140 嵐を呼ぶラブレター!
百四十話 嵐を呼ぶラブレター!
三好と多田が泊まりにきた翌日の朝。
学校に着き、靴箱で上履きに手を伸ばすと、上履きの間に何かが挟まっている。
「ん?」
手にとって見てみると、それはクマのキャラクターが描かれたゆるキャラの可愛らしい封筒。おもて面には可愛らしい丸文字で『フクダくんへ』と書かれている。
もしかして……いや、もしかしなくてもこれは……
ラブレターってやつじゃないかあああああああああ!?!?
急いで周囲を見渡すと、ちょうど一緒に登校した三好と多田は話に夢中になっていて気付いていない。
オレはラブレターを素早くポケットに収納する。
「ごめん、我慢の限界だからトイレ寄ってくよ。 先行ってて」
そう2人に言い残したオレは早く中身を確認するため、駆け足で図工室前の男子トイレへと向かった。
◆◇◆◇
「へへ……うへへへ」
男子トイレに着いたオレはニヤケながら奥の個室へ。
扉を閉めると同時にポケットからラブレターを取り出したオレは封をしている可愛らしい猫のシールを器用に剥がしていく。

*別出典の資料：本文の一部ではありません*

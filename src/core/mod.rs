//! Core types, window functions, and the spectral transform.

pub mod fft;
pub mod stft;
pub mod types;
pub mod window;

pub use fft::*;
pub use stft::*;
pub use types::*;
pub use window::*;
//! File format dispatch and output path handling.

use crate::core::types::{AudioSignal, Separation};
use crate::error::RepetError;
use crate::io::mp3::{read_mp3, write_mp3};
use crate::io::wav::{read_wav, write_wav};
use std::path::{Path, PathBuf};

/// Supported audio container formats, chosen by file extension.
#[derive(Debug, Clone, Copy, PartialEq, Eq)]
pub enum AudioFormat {
    Wav,
    Mp3,
}

impl AudioFormat {
    /// Determines the format from a path's extension.
    ///
    /// The match is case-sensitive: only the exact extensions `wav` and
    /// `mp3` are accepted, so `track.WAV` is an unsupported format.
    pub fn from_path(path: &Path) -> Result<Self, RepetError> {
        match path.extension().and_then(|e| e.to_str()) {
            Some("wav") => Ok(AudioFormat::Wav),
            Some("mp3") => Ok(AudioFormat::Mp3),
            _ => Err(RepetError::UnsupportedFormat(path.display().to_string())),
        }
    }

    /// Decodes a file of this format into a signal.
    pub fn decode_file(&self, path: &Path) -> Result<AudioSignal, RepetError> {
        let data = std::fs::read(path)?;
        match self {
            AudioFormat::Wav => read_wav(&data),
            AudioFormat::Mp3 => read_mp3(&data),
        }
    }

    /// Encodes a signal to bytes in this format.
    pub fn encode(&self, signal: &AudioSignal) -> Result<Vec<u8>, RepetError> {
        match self {
            AudioFormat::Wav => write_wav(signal),
            AudioFormat::Mp3 => write_mp3(signal),
        }
    }
}

/// Derives the two output paths for an input file: `name_1.ext` for the
/// background and `name_2.ext` for the foreground, next to the input.
pub fn output_paths(input: &Path) -> Result<(PathBuf, PathBuf), RepetError> {
    let extension = input
        .extension()
        .and_then(|e| e.to_str())
        .ok_or_else(|| RepetError::UnsupportedFormat(input.display().to_string()))?;
    let stem = input
        .file_stem()
        .and_then(|s| s.to_str())
        .ok_or_else(|| RepetError::UnsupportedFormat(input.display().to_string()))?;

    let background = input.with_file_name(format!("{}_1.{}", stem, extension));
    let foreground = input.with_file_name(format!("{}_2.{}", stem, extension));
    Ok((background, foreground))
}

/// Writes both halves of a separation next to the input file, in the
/// input's format.
///
/// Both outputs are encoded before anything touches the disk, so an
/// encode failure leaves no partial results. If the second file fails to
/// write, the first is removed again.
pub fn write_separation(input: &Path, separation: &Separation) -> Result<(), RepetError> {
    let format = AudioFormat::from_path(input)?;
    let (background_path, foreground_path) = output_paths(input)?;

    let background_bytes = format.encode(&separation.background)?;
    let foreground_bytes = format.encode(&separation.foreground)?;

    std::fs::write(&background_path, background_bytes)?;
    if let Err(e) = std::fs::write(&foreground_path, foreground_bytes) {
        let _ = std::fs::remove_file(&background_path);
        return Err(e.into());
    }
    Ok(())
}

このシールだってJSの誰かがオレのために貼ってくれたんだ……雑に破って剥がすことはできない!
「ラブレターなんて生まれて初めてだぜぇ……」
爪でカリカリと剥がすと封が開き、中に入っていた2つ折りになっている紙が顔を覗かせる。
「やったぜ……やったぜ!!!」
若干息を荒げながら中身を取り出し開くと赤いパステルカラーでハートの散りばめられた柄の便箋……しかし中身はギッシリとは書かれてはおらず、真ん中あたりに数行だけ文字が書かれている。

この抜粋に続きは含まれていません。